The rationale behind this statement derives from four simple facts. First, the projected increase in the number of people that will have joined our ranks by the year 2050 -- a median best-guess of 3.7 billion from the time of Wallace's publication -- is more sure of occurring than is any other environmental change currently underway or looming on the horizon. Second, these extra people will need a whopping amount of extra food. Third, it will take an equally whopping amount of extra water to grow that extra food. And fourth, there is no extra water.

"Over the entire globe," therefore, Wallace writes that "a staggering 67% of the future population of the world may experience some water stress," which translates into food insufficiency. And food insufficiency results in malnutrition, which in the most extreme cases ultimately leads to starvation.

So what's the solution? There's only one answer, according to Wallace: we must produce much more food per unit of available water, which leads to the most important question of all: How can it be done?
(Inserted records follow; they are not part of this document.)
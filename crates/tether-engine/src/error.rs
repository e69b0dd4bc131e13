//! Engine error taxonomy

use std::time::Duration;

use tether_sdk::{BuildError, Generation};

/// Phase of a materialization in which a builder failed
#[derive(Debug, Clone, Copy, PartialEq, Eq)]
pub enum BuildPhase {
    /// `create_type`
    Create,
    /// `rebuild_type`
    Rebuild,
    /// `update_type`
    Update,
    /// Struct instance initialization
    Initialize,
}

impl std::fmt::Display for BuildPhase {
    fn fmt(&self, f: &mut std::fmt::Formatter<'_>) -> std::fmt::Result {
        f.write_str(match self {
            BuildPhase::Create => "create",
            BuildPhase::Rebuild => "rebuild",
            BuildPhase::Update => "update",
            BuildPhase::Initialize => "initialize",
        })
    }
}

/// Errors reported by the engine
#[derive(Debug, thiserror::Error)]
pub enum ReflectError {
    /// Metadata record cannot be interpreted
    #[error("Malformed metadata for '{type_name}': {reason}")]
    MalformedMetadata {
        /// Type whose metadata was rejected
        type_name: String,
        /// What was wrong with it
        reason: String,
    },

    /// Metadata and owning assembly belong to different load generations
    #[error(
        "Generation mismatch for '{type_name}': metadata is {metadata}, assembly is {assembly}"
    )]
    CrossGenerationMismatch {
        /// Type being materialized
        type_name: String,
        /// Generation of the metadata record
        metadata: Generation,
        /// Generation of the owning assembly
        assembly: Generation,
    },

    /// A builder phase failed
    #[error("Failed to {phase} type '{type_name}': {source}")]
    Builder {
        /// Type being materialized
        type_name: String,
        /// Phase that failed
        phase: BuildPhase,
        /// Builder error
        #[source]
        source: BuildError,
    },

    /// The owning assembly generation has been unloaded
    #[error("Assembly '{name}' ({generation}) is unloaded")]
    AssemblyUnloaded {
        /// Assembly name
        name: String,
        /// Unloaded generation
        generation: Generation,
    },

    /// No assembly with this name is registered
    #[error("Assembly not found: {0}")]
    AssemblyNotFound(String),

    /// Other holders kept an assembly context alive past the unload timeout
    #[error("Unloading assembly '{name}' timed out after {waited:?} ({holders} holders left)")]
    UnloadTimeout {
        /// Assembly name
        name: String,
        /// Remaining holders besides the loader
        holders: usize,
        /// Time spent waiting
        waited: Duration,
    },

    /// No descriptor with this type name
    #[error("Type not found: {0}")]
    TypeNotFound(String),

    /// Struct initialization requested for a non-struct type
    #[error("Type '{0}' is not a struct")]
    NotAStruct(String),

    /// Reflection object is missing or stale
    #[error("Type '{0}' is not materialized")]
    NotMaterialized(String),

    /// Memory block smaller than the struct's instance size
    #[error("Instance of '{type_name}' needs {expected} bytes, got {actual}")]
    InstanceSizeMismatch {
        /// Struct type
        type_name: String,
        /// Required instance size
        expected: usize,
        /// Size of the supplied block
        actual: usize,
    },

    /// Invalid configuration
    #[error("Configuration error: {0}")]
    Config(String),
}

impl ReflectError {
    /// Wrap a builder error raised while materializing `type_name`.
    ///
    /// Malformed metadata keeps its own variant so hosts can tell bad input
    /// apart from builder bugs.
    pub fn from_build(type_name: &str, phase: BuildPhase, err: BuildError) -> Self {
        match err {
            BuildError::MalformedMetadata { type_name, reason } => {
                ReflectError::MalformedMetadata { type_name, reason }
            }
            source => ReflectError::Builder {
                type_name: type_name.to_string(),
                phase,
                source,
            },
        }
    }
}

/// Engine result
pub type ReflectResult<T> = Result<T, ReflectError>;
Wallace discusses in some detail what would appear to be the only alternatives. First, he suggests we must greatly augment water conservation measures wherever possible and implement every conceivable efficiency-enhancing procedure in irrigated and rain fed agriculture. Second, we must do everything we can, as he says, "to fix more carbon per unit of water transpired." That is to say, we must strive to dramatically increase plant water use efficiency.

Human ingenuity will surely enable great strides to be made in all of these areas over the coming decades. But will the improvements be large enough to meet the challenges we will face? At the present time, no one can answer this question with any confidence. In fact, pessimism permeates most thinking on the subject; for as Wallace correctly reports, "the global scientific community is not currently giving this area sufficient attention."

And where was our attention focused at the time of his writing? Unfortunately, it was focused on reducing anthropogenic CO2 emissions to the atmosphere, which is truly lamentable; for the continuation of those emissions is, ironically, our only real hope for averting the near-certain future global food shortfall that is destined to occur if the Kyoto Protocol Crowd gets its way with the world.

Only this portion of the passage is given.